Haenen’s work has been aligned with Organic Abstraction, and her techniques are deeply rooted in traditional Dutch ceramic art and pottery, as well as the Japanese and Chinese traditions.  However, she has always been driven to reimagine the porcelain form; she challenges the decorative norms that are most commonly associated with ceramics and ceramic art.

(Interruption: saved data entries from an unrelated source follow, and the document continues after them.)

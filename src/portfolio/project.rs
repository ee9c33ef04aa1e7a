// Project derivation.
// Combines repository metadata with what the repository's README says about itself.

use chrono::{DateTime, Utc};
use futures::future::join_all;
use serde::Serialize;

use crate::error::Result;
use crate::github::{GitHubClient, RepoListOptions, RepoSort, Repository, SortDirection};
use crate::readme::{extract_demo_url, extract_images, parse_front_matter};

/// A portfolio project.
#[derive(Debug, Clone, PartialEq, Serialize)]
pub struct Project {
    /// Repository id, or the curated entry's id.
    pub id: u64,
    pub name: String,
    /// Empty when the repository has no description.
    pub description: String,
    pub technologies: Vec<String>,
    pub github_url: String,
    pub live_url: Option<String>,
    pub image_url: Option<String>,
    pub stars: u64,
    pub forks: u64,
    pub language: Option<String>,
    pub topics: Vec<String>,
    pub featured: bool,
    /// Raw README text; `None` when the repository has none.
    pub readme: Option<String>,
    pub created_at: DateTime<Utc>,
    pub updated_at: DateTime<Utc>,
}

impl Project {
    pub fn has_demo(&self) -> bool {
        self.live_url.is_some()
    }
}

/// Build a project from a repository and its README text (possibly empty).
pub fn derive_project(repo: &Repository, readme: &str) -> Project {
    let parsed = parse_front_matter(readme);
    let featured = parsed.metadata.is_featured();
    let demo_url = extract_demo_url(&parsed.body, &parsed.metadata);

    let homepage = repo
        .homepage
        .as_deref()
        .map(str::trim)
        .filter(|h| !h.is_empty())
        .map(str::to_string);

    let image_url = extract_images(&parsed.body)
        .into_iter()
        .find(|url| url.starts_with("https://") || url.starts_with("http://"));

    let technologies = if !repo.topics.is_empty() {
        repo.topics.clone()
    } else {
        repo.language.iter().cloned().collect()
    };

    Project {
        id: repo.id,
        name: repo.name.clone(),
        description: repo.description.clone().unwrap_or_default(),
        technologies,
        github_url: repo.html_url.clone(),
        live_url: demo_url.or(homepage),
        image_url,
        stars: repo.stargazers_count,
        forks: repo.forks_count,
        language: repo.language.clone(),
        topics: repo.topics.clone(),
        featured,
        readme: (!readme.is_empty()).then(|| readme.to_string()),
        created_at: repo.created_at,
        updated_at: repo.updated_at,
    }
}

/// Fetch a user's repositories and turn every non-fork into a project.
///
/// READMEs are fetched concurrently. A README that can't be fetched only
/// leaves its own project without README-derived fields.
pub async fn fetch_projects(client: &GitHubClient, username: &str) -> Result<Vec<Project>> {
    let options = RepoListOptions {
        sort: RepoSort::Updated,
        direction: SortDirection::Desc,
        ..RepoListOptions::default()
    };
    let repos = client.get_repositories(username, &options).await?;

    let own: Vec<&Repository> = repos.iter().filter(|repo| !repo.fork).collect();
    tracing::debug!(
        total = repos.len(),
        forks = repos.len() - own.len(),
        "Deriving projects"
    );

    let readmes = join_all(
        own.iter()
            .map(|repo| client.get_readme(username, &repo.name)),
    )
    .await;

    let projects: Vec<Project> = own
        .iter()
        .zip(readmes.iter())
        .map(|(repo, readme)| derive_project(repo, readme))
        .collect();

    tracing::info!(
        username,
        count = projects.len(),
        featured = projects.iter().filter(|p| p.featured).count(),
        "Derived projects"
    );
    Ok(projects)
}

She begins her process with slabs of porcelain, which she layers with pigment to form thin sheets. She then folds, cuts, and sculpts, manipulating the porcelain to create organic vessels and sculptures that are alive with inner movement. In a recent series she has reinterpreted paintings by some of the masters - Matisse, de Kooning - rendering, to marvelous effect, the movement and composition of paintings that we know well.  She transforms the two dimensional into the three-dimensional; her sculptures abound with fluid color and pattern, echoing the movement in the paintings from which they are inspired. She does not distinguish between the interior and exterior of a vessel; the two are of equal importance. Haenen’s hand building technique allows for the work as a whole to be pigmented; color does not rest superficially in an exterior glaze but has dimension and moves throughout the porcelain in sharp lines or soft washes of tone. Where a painter might deftly wield a brush, she methodically sculpts and uses molds; the movement is gradual, an unveiling of gorgeously hued clays in rhythmic patterns manipulated through multiple firings.

Haenen's newest work is a further exploration of her “Mountain” series, abstracted yet further, appearing at times as “mountain buildings” - hybrids of nature and architecture. Do they represent a harmony between humans and nature? Are the two merging, or coexisting symbiotically? These pieces are aspirational; their vertical energy draws the gaze upward in movement that is almost spiritual, referencing the influence of the mythical mountains of China and the tradition of Scholar’s Rocks on Haenen’s Mountain Series. She presents these vessels in the same manner as the studied stones: slightly elevated - to be considered and meditated upon.

Haenen’s work does not simply adorn a room - it inhabits the space. It invokes reverence, invites stillness, slows our pace while we are near and rests in our consciousness after we’ve closed our eyes.